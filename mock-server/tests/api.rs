use axum::http::{self, Request, StatusCode};
use http_body_util::BodyExt;
use mock_server::{app, Foo};
use tower::ServiceExt;

async fn body_json<T: serde::de::DeserializeOwned>(response: axum::response::Response) -> T {
    let bytes = response.into_body().collect().await.unwrap().to_bytes();
    serde_json::from_slice(&bytes).unwrap()
}

async fn body_bytes(response: axum::response::Response) -> bytes::Bytes {
    response.into_body().collect().await.unwrap().to_bytes()
}

fn json_request(method: &str, uri: &str, body: &str) -> Request<String> {
    Request::builder()
        .method(method)
        .uri(uri)
        .header(http::header::CONTENT_TYPE, "application/json")
        .body(body.to_string())
        .unwrap()
}

fn empty_request(method: &str, uri: &str) -> Request<String> {
    Request::builder()
        .method(method)
        .uri(uri)
        .body(String::new())
        .unwrap()
}

// --- list ---

#[tokio::test]
async fn list_foos_empty() {
    let resp = app().oneshot(empty_request("GET", "/foo")).await.unwrap();

    assert_eq!(resp.status(), StatusCode::OK);
    let foos: Vec<Foo> = body_json(resp).await;
    assert!(foos.is_empty());
}

// --- save ---

#[tokio::test]
async fn save_foo_returns_201_with_location_and_no_body() {
    let resp = app()
        .oneshot(json_request(
            "POST",
            "/foo",
            r#"{"Id":1,"Name":"apple","Data":{"color":"red","type":"fruit"}}"#,
        ))
        .await
        .unwrap();

    assert_eq!(resp.status(), StatusCode::CREATED);
    assert_eq!(resp.headers()[http::header::LOCATION], "/foo/1");
    assert!(body_bytes(resp).await.is_empty());
}

#[tokio::test]
async fn save_foo_malformed_json_returns_422() {
    let resp = app()
        .oneshot(json_request("POST", "/foo", r#"{"Name":"no id"}"#))
        .await
        .unwrap();

    assert_eq!(resp.status(), StatusCode::UNPROCESSABLE_ENTITY);
}

// --- get ---

#[tokio::test]
async fn get_foo_not_found() {
    let resp = app().oneshot(empty_request("GET", "/foo/7")).await.unwrap();

    assert_eq!(resp.status(), StatusCode::NOT_FOUND);
}

#[tokio::test]
async fn get_foo_bad_id_returns_400() {
    let resp = app()
        .oneshot(empty_request("GET", "/foo/not-a-number"))
        .await
        .unwrap();

    assert_eq!(resp.status(), StatusCode::BAD_REQUEST);
}

// --- delete ---

#[tokio::test]
async fn delete_foo_not_found() {
    let resp = app().oneshot(empty_request("DELETE", "/foo/7")).await.unwrap();

    assert_eq!(resp.status(), StatusCode::NOT_FOUND);
}

// --- weather ---

#[tokio::test]
async fn weather_echoes_city() {
    let resp = app()
        .oneshot(empty_request("GET", "/api.php?city=Eau%20Claire"))
        .await
        .unwrap();

    assert_eq!(resp.status(), StatusCode::OK);
    let weather: serde_json::Value = body_json(resp).await;
    assert_eq!(weather["data"]["location"], "Eau Claire");
    assert_eq!(weather["apiVersion"], "1.0");
}

#[tokio::test]
async fn weather_without_city_returns_400() {
    for uri in ["/api.php", "/api.php?city=", "/api.php?city=%20%20"] {
        let resp = app().oneshot(empty_request("GET", uri)).await.unwrap();
        assert_eq!(resp.status(), StatusCode::BAD_REQUEST, "{uri}");
    }
}

// --- full CRUD lifecycle ---

#[tokio::test]
async fn crud_lifecycle() {
    use tower::Service;

    let mut app = app().into_service();

    // create two
    for body in [
        r#"{"Id":2,"Name":"pear","Data":null}"#,
        r#"{"Id":1,"Name":"apple","Data":{"type":"fruit"}}"#,
    ] {
        let resp = ServiceExt::ready(&mut app)
            .await
            .unwrap()
            .call(json_request("POST", "/foo", body))
            .await
            .unwrap();
        assert_eq!(resp.status(), StatusCode::CREATED);
    }

    // list, ordered by id
    let resp = ServiceExt::ready(&mut app)
        .await
        .unwrap()
        .call(empty_request("GET", "/foo"))
        .await
        .unwrap();
    let foos: Vec<Foo> = body_json(resp).await;
    assert_eq!(foos.iter().map(|f| f.id).collect::<Vec<_>>(), vec![1, 2]);

    // replace an existing record
    let resp = ServiceExt::ready(&mut app)
        .await
        .unwrap()
        .call(json_request("POST", "/foo", r#"{"Id":1,"Name":"green apple","Data":{}}"#))
        .await
        .unwrap();
    assert_eq!(resp.status(), StatusCode::OK);

    // get
    let resp = ServiceExt::ready(&mut app)
        .await
        .unwrap()
        .call(empty_request("GET", "/foo/1"))
        .await
        .unwrap();
    assert_eq!(resp.status(), StatusCode::OK);
    let foo: Foo = body_json(resp).await;
    assert_eq!(foo.name, "green apple");

    // delete
    let resp = ServiceExt::ready(&mut app)
        .await
        .unwrap()
        .call(empty_request("DELETE", "/foo/1"))
        .await
        .unwrap();
    assert_eq!(resp.status(), StatusCode::NO_CONTENT);

    // get after delete
    let resp = ServiceExt::ready(&mut app)
        .await
        .unwrap()
        .call(empty_request("GET", "/foo/1"))
        .await
        .unwrap();
    assert_eq!(resp.status(), StatusCode::NOT_FOUND);
}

---

▶ **Assigned task**: Copy each line of the records that contains the word "tower".

▶ **Your solution**:
use tower::ServiceExt;
    use tower::Service;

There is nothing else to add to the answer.